One last change would also help: In conventional infrastructure initiatives, the same engineers who build the project often have a hand in approving it. That is a recipe for abuse, and it led, in the 1970s, to a backlash; one motto of the antidevelopment movement was “don’t trust the experts.” Both the abuse and the lingering backlash attitude from past abuses must be discarded. The relationship between the builder and the approver must be kept at arm’s length, but it need not be adversarial. There should be a thorough, up-front exercise in cost-benefit analysis, open to all onlookers, done in time to influence the decision. Incentives for meeting goals in quality, longevity, environmental impact, and employment should be clarified before companies bid for a project.
As people pour into cities, the abundance of power, water, and mobility will define their lives. Problems like this $40 trillion challenge are not solved overnight, and muddling through will probably work, as a substitute for strategy, for another five years. But the sooner we think about it comprehensively, the less expensive the solution will be.

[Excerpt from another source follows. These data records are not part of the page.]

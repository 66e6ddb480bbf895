use thiserror::Error;

/// Errors raised by the key pipeline and its hardware seams
#[derive(Debug, Copy, Clone, PartialEq, Eq, Error)]
pub enum Error {
    /// Gate pulses must last at least one microsecond
    #[error("gate duration must be non-zero")]
    InvalidDuration,

    #[error("gpio access failed")]
    Gpio,

    #[error("motion sensor read failed")]
    Motion,

    #[error("display flush failed")]
    Display,

    /// Recovered pad byte was outside `1..=BLOCK_SIZE`
    #[error("invalid padding")]
    Padding,

    #[error("output buffer too small")]
    BufferTooSmall,
}
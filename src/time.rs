//! Microsecond timebase.

/// A point on a wrapping 32 bit microsecond timeline
#[derive(Debug, Copy, Clone, PartialEq, Eq)]
pub struct Instant(pub u32);

impl Instant {
    /// Microseconds from `earlier` to `self`, correct across one wrap.
    pub fn since(self, earlier: Instant) -> u32 {
        self.0.wrapping_sub(earlier.0)
    }
}

/// Free running microsecond clock.
///
/// The counter wraps after about 71 minutes; intervals measured with it must
/// stay shorter than that.
pub trait Monotonic {
    fn now(&self) -> Instant;

    fn elapsed_us(&self, since: Instant) -> u32 {
        self.now().since(since)
    }
}

impl<T: Monotonic> Monotonic for &T {
    fn now(&self) -> Instant {
        (**self).now()
    }
}
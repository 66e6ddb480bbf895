//! Text encrypt/decrypt demo used by the boot self-test.
//!
//! Text is padded to a whole number of blocks (always adding at least one pad
//! byte, each pad byte holding the pad length), encrypted with AES-128-CBC
//! under a fixed IV, decrypted again and unpadded.

use aes::cipher::generic_array::GenericArray;
use aes::cipher::{BlockDecryptMut, BlockEncryptMut, KeyIvInit};
use aes::Aes128;
use core::fmt;

use crate::config::{BLOCK_SIZE, DEMO_IV, KEY_LEN};
use crate::error::Error;

type Aes128CbcEnc = cbc::Encryptor<Aes128>;
type Aes128CbcDec = cbc::Decryptor<Aes128>;

/// Largest padded message the demo handles
pub const MAX_DEMO_LEN: usize = 64;

/// Padded length for an `input_len` byte message.
pub fn padded_len(input_len: usize) -> usize {
    (input_len / BLOCK_SIZE + 1) * BLOCK_SIZE
}

/// Copy `input` into `out` and pad it. Returns the padded length.
pub fn pad(input: &[u8], out: &mut [u8]) -> Result<usize, Error> {
    let len = padded_len(input.len());
    if out.len() < len {
        return Err(Error::BufferTooSmall);
    }
    let pad = (len - input.len()) as u8;
    out[..input.len()].copy_from_slice(input);
    out[input.len()..len].fill(pad);
    Ok(len)
}

/// Strip padding using the last byte. Only the last byte is checked, against
/// `1..=BLOCK_SIZE`.
pub fn unpad(data: &[u8]) -> Result<&[u8], Error> {
    let pad = usize::from(*data.last().ok_or(Error::Padding)?);
    if pad == 0 || pad > BLOCK_SIZE || pad > data.len() {
        return Err(Error::Padding);
    }
    Ok(&data[..data.len() - pad])
}

/// Encrypt whole blocks in place.
pub fn encrypt_cbc(data: &mut [u8], key: &[u8; KEY_LEN]) -> Result<(), Error> {
    if data.len() % BLOCK_SIZE != 0 {
        return Err(Error::Padding);
    }
    let mut enc = Aes128CbcEnc::new(GenericArray::from_slice(key), GenericArray::from_slice(&DEMO_IV));
    for block in data.chunks_exact_mut(BLOCK_SIZE) {
        enc.encrypt_block_mut(GenericArray::from_mut_slice(block));
    }
    Ok(())
}

/// Decrypt whole blocks in place.
pub fn decrypt_cbc(data: &mut [u8], key: &[u8; KEY_LEN]) -> Result<(), Error> {
    if data.len() % BLOCK_SIZE != 0 {
        return Err(Error::Padding);
    }
    let mut dec = Aes128CbcDec::new(GenericArray::from_slice(key), GenericArray::from_slice(&DEMO_IV));
    for block in data.chunks_exact_mut(BLOCK_SIZE) {
        dec.decrypt_block_mut(GenericArray::from_mut_slice(block));
    }
    Ok(())
}

/// Result of running a message through the demo
pub struct RoundTrip {
    buf: [u8; MAX_DEMO_LEN],
    padded_len: usize,
    plain_len: usize,
    ciphertext: [u8; MAX_DEMO_LEN],
}

impl RoundTrip {
    pub fn ciphertext(&self) -> &[u8] {
        &self.ciphertext[..self.padded_len]
    }

    /// Recovered text with padding removed.
    pub fn plaintext(&self) -> &[u8] {
        &self.buf[..self.plain_len]
    }
}

/// Pad, encrypt, decrypt and unpad `text`.
pub fn round_trip(text: &[u8], key: &[u8; KEY_LEN]) -> Result<RoundTrip, Error> {
    let mut buf = [0u8; MAX_DEMO_LEN];
    let padded_len = pad(text, &mut buf)?;
    encrypt_cbc(&mut buf[..padded_len], key)?;

    let mut ciphertext = [0u8; MAX_DEMO_LEN];
    ciphertext[..padded_len].copy_from_slice(&buf[..padded_len]);

    decrypt_cbc(&mut buf[..padded_len], key)?;
    let plain_len = unpad(&buf[..padded_len])?.len();

    Ok(RoundTrip {
        buf,
        padded_len,
        plain_len,
        ciphertext,
    })
}

/// Space separated hex, two digits per byte.
pub struct HexDump<'a>(pub &'a [u8]);

impl fmt::Display for HexDump<'_> {
    fn fmt(&self, f: &mut fmt::Formatter<'_>) -> fmt::Result {
        for (i, byte) in self.0.iter().enumerate() {
            if i > 0 {
                f.write_str(" ")?;
            }
            write!(f, "{:02X}", byte)?;
        }
        Ok(())
    }
}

In the end, some cities will organize their infrastructure more effectively than others. They will figure out how to balance public and private interests; how to put the right incentives in place for resilience and growth; and how to leverage the relationships between water, power, and transportation. They will become the cities of opportunity; they will be the cities, for example, where many readers of this magazine will choose to work and live. They will become centers of growth and innovation for the farsighted companies of the next 100 years. And they will become magnets for humanity, standing on the platform of quality infrastructure: a platform that goes generally unnoticed — except when it doesn’t work.![]()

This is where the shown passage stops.